Observers predicted that a failure for the bag fee in an eco-conscious city like Seattle, such proposals would be an even tougher sell elsewhere.

"I don't agree with it, period," said Myrna Peterson, 68, of Seattle, as she dropped off her ballot Tuesday afternoon. "It's expensive. It's uncalled for."

And a round up of cities with successful taxes?

Several states from Colorado to Texas to Virginia debated bag bans or fees this year, but no statewide ban or fee has been enacted. Washington, D.C., passed a 5-cent fee on paper or plastic bags, and the Outer Banks region in North Carolina banned plastic bags this year. But New York City dropped a proposed 5-cent bag fee in June, and Philadelphia rejected a plastic bag ban.
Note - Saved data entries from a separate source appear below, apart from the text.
//! Rule-driven file distribution.
//!
//! [`FileDistributor`] walks the input paths, picks a rule for every file,
//! settles name conflicts through a [`DecisionProvider`] and moves the file.
//! Every file it acts on produces one [`OutcomeRecord`]; per-file failures are
//! recorded and never stop the run.

use crate::conflict::{ConflictPolicy, DecisionProvider, Resolution};
use crate::result_log::{OutcomeRecord, OutcomeStatus, ResultLog};
use crate::rule::{Rule, RuleSet};
use std::ffi::OsStr;
use std::fs;
use std::io;
use std::path::{Path, PathBuf};
use thiserror::Error;
use tracing::{debug, info, warn};

/// Errors that can occur while distributing files.
#[derive(Debug, Error)]
pub enum DistributeError {
    /// Failed to create a destination folder.
    #[error("failed to create folder {}: {source}", .path.display())]
    DirectoryCreationFailed {
        path: PathBuf,
        #[source]
        source: io::Error,
    },
    /// Failed to move a file to its destination.
    #[error("failed to move {} to {}: {error}", .from.display(), .to.display())]
    FileMoveFailure {
        from: PathBuf,
        to: PathBuf,
        #[source]
        error: io::Error,
    },
    /// An input folder exists but could not be listed.
    #[error("failed to read folder {}: {source}", .path.display())]
    Enumeration {
        path: PathBuf,
        #[source]
        source: io::Error,
    },
}

/// Result type for distribution operations.
pub type DistributeResult<T> = Result<T, DistributeError>;

/// A path that was a regular file when it was enumerated.
#[derive(Debug, Clone, PartialEq, Eq)]
pub struct FileTask {
    path: PathBuf,
}

impl FileTask {
    pub fn path(&self) -> &Path {
        &self.path
    }

    /// The file name exactly as stored on disk.
    pub fn name(&self) -> &OsStr {
        self.path.file_name().unwrap_or_default()
    }

    /// The file name for display. Bytes that are not valid UTF-8 are replaced.
    pub fn file_name(&self) -> String {
        self.name().to_string_lossy().to_string()
    }
}

/// Progress notifications from [`FileDistributor::run_with`].
#[derive(Debug, Clone, Copy, PartialEq, Eq)]
pub enum RunEvent<'t> {
    /// An input was listed and contributed this many files.
    Listed(usize),
    /// The file is about to be processed.
    Started(&'t FileTask),
    /// The file has been handled, whether or not a rule matched.
    Finished(&'t FileTask),
}

/// Moves files into the destination of the first rule they match.
pub struct FileDistributor<'a> {
    rules: &'a RuleSet,
    dry_run: bool,
}

impl<'a> FileDistributor<'a> {
    pub fn new(rules: &'a RuleSet) -> Self {
        Self {
            rules,
            dry_run: false,
        }
    }

    /// In a dry run nothing on disk changes and no decisions are requested;
    /// matched files are recorded as [`OutcomeStatus::Planned`].
    pub fn with_dry_run(mut self, dry_run: bool) -> Self {
        self.dry_run = dry_run;
        self
    }

    /// Distributes every file reachable from `inputs`.
    ///
    /// Folders contribute their immediate regular-file children, files are
    /// taken as they are, and anything else is ignored. Outcomes appear in
    /// the order the files were found.
    ///
    /// # Examples
    ///
    /// ```no_run
    /// use huriwake::conflict::ConflictDecision;
    /// use huriwake::file_distributor::FileDistributor;
    /// use huriwake::rule::{Rule, RuleKind, RuleSet};
    ///
    /// let rules = RuleSet::from(vec![
    ///     Rule::new(RuleKind::Extension, ".pdf", "/home/me/PDFs").unwrap(),
    /// ]);
    /// let log = FileDistributor::new(&rules)
    ///     .run(["/home/me/Downloads"], &mut ConflictDecision::RenameUnique);
    /// println!("{} file(s) handled", log.len());
    /// ```
    pub fn run<I>(&self, inputs: I, decisions: &mut dyn DecisionProvider) -> ResultLog
    where
        I: IntoIterator,
        I::Item: AsRef<Path>,
    {
        self.run_with(inputs, decisions, |_| {})
    }

    /// Like [`run`](Self::run), reporting progress to `on_event` as it goes.
    ///
    /// Each input is listed just before its files are processed, so the total
    /// grows while the run is underway.
    ///
    /// # Arguments
    ///
    /// * `inputs` - Files and folders to distribute, in order
    /// * `decisions` - Asked once for every name conflict
    /// * `on_event` - Called when an input is listed and around each file
    pub fn run_with<I, F>(
        &self,
        inputs: I,
        decisions: &mut dyn DecisionProvider,
        mut on_event: F,
    ) -> ResultLog
    where
        I: IntoIterator,
        I::Item: AsRef<Path>,
        F: FnMut(RunEvent<'_>),
    {
        let mut log = ResultLog::new();

        for input in inputs {
            let tasks = match self.enumerate(input.as_ref()) {
                Ok(tasks) => tasks,
                Err(e) => {
                    warn!(error = %e, "skipping unreadable input");
                    continue;
                }
            };
            on_event(RunEvent::Listed(tasks.len()));

            for task in &tasks {
                on_event(RunEvent::Started(task));
                if let Some(record) = self.process(task, decisions) {
                    log.push(record);
                }
                on_event(RunEvent::Finished(task));
            }
        }

        log
    }

    /// Lists the files one input entry stands for.
    ///
    /// Missing paths and entries that are neither files nor folders yield an
    /// empty list. Subfolders of a folder are not descended into.
    ///
    /// # Errors
    ///
    /// Returns [`DistributeError::Enumeration`] if an existing folder cannot
    /// be listed.
    pub fn enumerate(&self, entry: &Path) -> DistributeResult<Vec<FileTask>> {
        let entry = std::path::absolute(entry).unwrap_or_else(|_| entry.to_path_buf());

        let Ok(metadata) = fs::metadata(&entry) else {
            debug!(path = %entry.display(), "ignoring missing input");
            return Ok(Vec::new());
        };

        if metadata.is_file() {
            return Ok(vec![FileTask { path: entry }]);
        }

        if !metadata.is_dir() {
            return Ok(Vec::new());
        }

        let entries = fs::read_dir(&entry).map_err(|e| DistributeError::Enumeration {
            path: entry.clone(),
            source: e,
        })?;

        Ok(entries
            .flatten()
            .map(|dir_entry| dir_entry.path())
            .filter(|path| path.is_file())
            .map(|path| FileTask { path })
            .collect())
    }

    /// Handles a single file.
    ///
    /// Returns `None` when no rule matches; such files are left alone and
    /// not reported.
    pub fn process(
        &self,
        task: &FileTask,
        decisions: &mut dyn DecisionProvider,
    ) -> Option<OutcomeRecord> {
        let Some(rule) = self.rules.resolve(task.path()) else {
            debug!(file = %task.path().display(), "no rule matched");
            return None;
        };
        debug!(file = %task.path().display(), rule = %rule, "rule matched");

        let record = if self.dry_run {
            Self::plan(task, rule)
        } else {
            Self::distribute(task, rule, decisions)
        };
        Some(record)
    }

    fn distribute(
        task: &FileTask,
        rule: &Rule,
        decisions: &mut dyn DecisionProvider,
    ) -> OutcomeRecord {
        let dest_dir = rule.destination();

        if let Err(e) = ensure_directory(dest_dir) {
            warn!(error = %e, "destination folder unavailable");
            return outcome(task, rule, OutcomeStatus::Error, e.to_string(), None);
        }

        let desired = dest_dir.join(task.name());
        if is_same_file(task.path(), &desired) {
            return outcome(
                task,
                rule,
                OutcomeStatus::Skipped,
                "already in destination folder".to_string(),
                None,
            );
        }

        let target = match ConflictPolicy::resolve_destination(&desired, decisions) {
            Resolution::Proceed(target) => target,
            Resolution::Skipped => {
                info!(file = %task.path().display(), "conflict cancelled");
                return outcome(
                    task,
                    rule,
                    OutcomeStatus::Skipped,
                    "cancelled at conflict prompt".to_string(),
                    None,
                );
            }
        };

        match move_file(task.path(), &target) {
            Ok(()) => {
                info!(
                    from = %task.path().display(),
                    to = %target.display(),
                    "moved"
                );
                outcome(
                    task,
                    rule,
                    OutcomeStatus::Moved,
                    dest_dir.display().to_string(),
                    Some(target),
                )
            }
            Err(e) => {
                warn!(error = %e, "move failed");
                outcome(task, rule, OutcomeStatus::Error, e.to_string(), None)
            }
        }
    }

    fn plan(task: &FileTask, rule: &Rule) -> OutcomeRecord {
        let dest_dir = rule.destination();
        let desired = dest_dir.join(task.name());
        let detail = if desired.exists() {
            format!("{} (a file with this name exists)", dest_dir.display())
        } else {
            dest_dir.display().to_string()
        };
        outcome(task, rule, OutcomeStatus::Planned, detail, Some(desired))
    }
}

fn outcome(
    task: &FileTask,
    rule: &Rule,
    status: OutcomeStatus,
    detail: String,
    destination: Option<PathBuf>,
) -> OutcomeRecord {
    OutcomeRecord {
        file_name: task.file_name(),
        source: task.path().to_path_buf(),
        matched_rule: Some(rule.to_string()),
        status,
        detail,
        destination,
    }
}

/// Creates `dir` and any missing parents.
fn ensure_directory(dir: &Path) -> DistributeResult<()> {
    if dir.is_dir() {
        return Ok(());
    }
    fs::create_dir_all(dir).map_err(|e| DistributeError::DirectoryCreationFailed {
        path: dir.to_path_buf(),
        source: e,
    })
}

fn is_same_file(a: &Path, b: &Path) -> bool {
    match (fs::canonicalize(a), fs::canonicalize(b)) {
        (Ok(a), Ok(b)) => a == b,
        _ => false,
    }
}

/// Renames `from` to `to`, replacing an existing file. Falls back to copy and
/// delete when the two paths are on different devices.
fn move_file(from: &Path, to: &Path) -> DistributeResult<()> {
    let failure = |error: io::Error| DistributeError::FileMoveFailure {
        from: from.to_path_buf(),
        to: to.to_path_buf(),
        error,
    };

    match fs::rename(from, to) {
        Ok(()) => Ok(()),
        Err(e) if e.kind() == io::ErrorKind::CrossesDevices => {
            debug!(from = %from.display(), "rename crosses devices, copying");
            fs::copy(from, to).map_err(failure)?;
            fs::remove_file(from).map_err(failure)
        }
        Err(e) => Err(failure(e)),
    }
}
But here's the scary closer:

In Seattle, the Progressive Bag Affiliates, an arm of Virginia-based American Chemistry Council, has given the bulk of money to defeat the bag fee.

Yeesh. These taxes aren't new, by any means. Stores throughout Europe charge extra for bags. In fact, you have to ask if you want one (and you most often are greeted with a unique look of condescension). At my frequent trips to local chain groceries, when I'm purchasing a single item, like, say, a carton of milk, or a half-dozen eggs, or a microwaveable burrito, there's no hesitation to put the item in plastic. I politely say, "I don't need a bag, thank you," but one wonders how many bags are used a day, and what happens to them afterward. With no city-funded recycling service, what becomes of the plastic bag in New Orleans? The debate has raged on for some time — one of the better arguments came from Slate in 2007. Never mind a tax. It's freedom of choice, after all, right? And if people truly wanted reusable canvas bags, they'd buy them. They're only a dollar. But what are grocery clerks told to do about bags? What do their supervisors say about bags? And what do their supervisors tell them to say? Does it all go back to "plastic bag makers" lobbyists? And who hires them, a handful of old dudes? Ad infinitum.

I'll admit: If I do use them they make great garbage bags, poop scoops, wet clothes carriers and low-budget hurricane-proofing devices. Gambit wants to know: Would you favor a similar tax at home?